Please work out how many lines include the word "PathBuf" in the entries, and reply with only the count.

[RECORDS FOR THIS TASK]

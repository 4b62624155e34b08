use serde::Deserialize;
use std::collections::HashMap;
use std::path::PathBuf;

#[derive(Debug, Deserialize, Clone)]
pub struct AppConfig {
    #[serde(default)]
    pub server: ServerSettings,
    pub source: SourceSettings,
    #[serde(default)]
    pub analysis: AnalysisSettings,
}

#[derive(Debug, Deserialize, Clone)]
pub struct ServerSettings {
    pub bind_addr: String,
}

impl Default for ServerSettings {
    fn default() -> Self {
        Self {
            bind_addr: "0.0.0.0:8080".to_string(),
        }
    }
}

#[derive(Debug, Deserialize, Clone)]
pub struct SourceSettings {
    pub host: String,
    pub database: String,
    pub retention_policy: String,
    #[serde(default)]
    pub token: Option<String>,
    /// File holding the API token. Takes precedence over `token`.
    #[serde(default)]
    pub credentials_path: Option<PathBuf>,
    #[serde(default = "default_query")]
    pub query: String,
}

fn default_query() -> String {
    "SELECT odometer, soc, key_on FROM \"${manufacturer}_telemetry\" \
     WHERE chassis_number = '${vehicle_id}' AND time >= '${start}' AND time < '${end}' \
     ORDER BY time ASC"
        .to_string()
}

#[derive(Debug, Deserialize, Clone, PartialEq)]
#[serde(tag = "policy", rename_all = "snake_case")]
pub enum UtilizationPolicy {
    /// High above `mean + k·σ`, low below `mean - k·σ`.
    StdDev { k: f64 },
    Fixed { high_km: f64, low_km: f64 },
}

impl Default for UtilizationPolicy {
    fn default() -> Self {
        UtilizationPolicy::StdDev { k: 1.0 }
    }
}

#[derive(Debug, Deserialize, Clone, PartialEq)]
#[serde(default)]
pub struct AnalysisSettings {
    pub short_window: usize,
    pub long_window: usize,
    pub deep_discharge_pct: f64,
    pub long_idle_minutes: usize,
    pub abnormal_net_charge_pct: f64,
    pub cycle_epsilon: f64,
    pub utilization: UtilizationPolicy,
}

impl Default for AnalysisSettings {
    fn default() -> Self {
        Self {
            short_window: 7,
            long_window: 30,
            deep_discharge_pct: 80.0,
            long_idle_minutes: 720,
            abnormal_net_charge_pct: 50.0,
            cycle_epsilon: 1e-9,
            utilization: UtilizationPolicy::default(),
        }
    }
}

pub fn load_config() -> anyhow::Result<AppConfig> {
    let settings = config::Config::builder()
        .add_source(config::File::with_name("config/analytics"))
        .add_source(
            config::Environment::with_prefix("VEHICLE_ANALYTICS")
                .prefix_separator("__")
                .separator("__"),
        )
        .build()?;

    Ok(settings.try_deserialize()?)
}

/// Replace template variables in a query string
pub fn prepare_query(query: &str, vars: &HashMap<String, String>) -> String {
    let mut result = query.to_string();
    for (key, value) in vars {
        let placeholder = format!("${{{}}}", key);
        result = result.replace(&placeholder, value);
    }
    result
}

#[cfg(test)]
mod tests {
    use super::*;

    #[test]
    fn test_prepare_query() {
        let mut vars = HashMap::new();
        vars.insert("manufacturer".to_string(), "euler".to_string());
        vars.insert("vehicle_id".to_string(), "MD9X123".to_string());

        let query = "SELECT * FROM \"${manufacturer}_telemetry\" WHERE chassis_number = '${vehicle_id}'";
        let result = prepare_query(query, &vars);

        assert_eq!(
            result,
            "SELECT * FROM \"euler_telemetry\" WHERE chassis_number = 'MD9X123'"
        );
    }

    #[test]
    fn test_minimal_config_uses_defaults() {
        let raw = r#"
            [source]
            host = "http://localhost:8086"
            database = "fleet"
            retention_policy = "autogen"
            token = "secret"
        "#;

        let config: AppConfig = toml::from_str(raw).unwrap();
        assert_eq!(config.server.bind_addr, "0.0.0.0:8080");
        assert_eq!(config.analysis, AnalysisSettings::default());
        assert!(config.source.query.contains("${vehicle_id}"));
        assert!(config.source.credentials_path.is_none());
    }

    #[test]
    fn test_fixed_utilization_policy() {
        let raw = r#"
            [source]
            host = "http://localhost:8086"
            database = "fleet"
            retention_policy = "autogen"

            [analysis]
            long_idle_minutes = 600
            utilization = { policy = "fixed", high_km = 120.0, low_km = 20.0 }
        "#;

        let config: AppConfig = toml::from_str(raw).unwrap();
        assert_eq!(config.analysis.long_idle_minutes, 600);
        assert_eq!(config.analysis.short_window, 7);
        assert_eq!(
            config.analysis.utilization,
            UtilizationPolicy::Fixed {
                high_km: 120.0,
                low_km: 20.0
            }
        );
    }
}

[/RECORDS FOR THIS TASK]
[RECORDS FOR THIS TASK]

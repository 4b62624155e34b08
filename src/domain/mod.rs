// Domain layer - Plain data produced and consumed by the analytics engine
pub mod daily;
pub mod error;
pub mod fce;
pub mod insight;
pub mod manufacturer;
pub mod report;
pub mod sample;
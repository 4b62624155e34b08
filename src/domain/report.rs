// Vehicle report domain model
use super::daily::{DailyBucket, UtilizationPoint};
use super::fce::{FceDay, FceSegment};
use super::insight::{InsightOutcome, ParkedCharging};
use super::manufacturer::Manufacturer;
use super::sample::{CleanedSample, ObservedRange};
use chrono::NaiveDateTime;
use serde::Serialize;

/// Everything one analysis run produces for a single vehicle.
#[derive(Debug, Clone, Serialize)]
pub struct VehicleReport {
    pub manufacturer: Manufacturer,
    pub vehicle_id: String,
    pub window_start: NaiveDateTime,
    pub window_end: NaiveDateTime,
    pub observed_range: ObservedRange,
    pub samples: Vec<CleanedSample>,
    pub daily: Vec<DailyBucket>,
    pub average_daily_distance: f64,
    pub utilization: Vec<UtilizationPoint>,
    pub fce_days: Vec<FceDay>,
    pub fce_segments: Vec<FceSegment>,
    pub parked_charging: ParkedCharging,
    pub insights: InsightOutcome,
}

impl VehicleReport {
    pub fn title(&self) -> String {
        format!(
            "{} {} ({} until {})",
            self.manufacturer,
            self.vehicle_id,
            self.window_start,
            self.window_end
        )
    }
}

[/RECORDS FOR THIS TASK]

WRITTEN RESPONSE → 2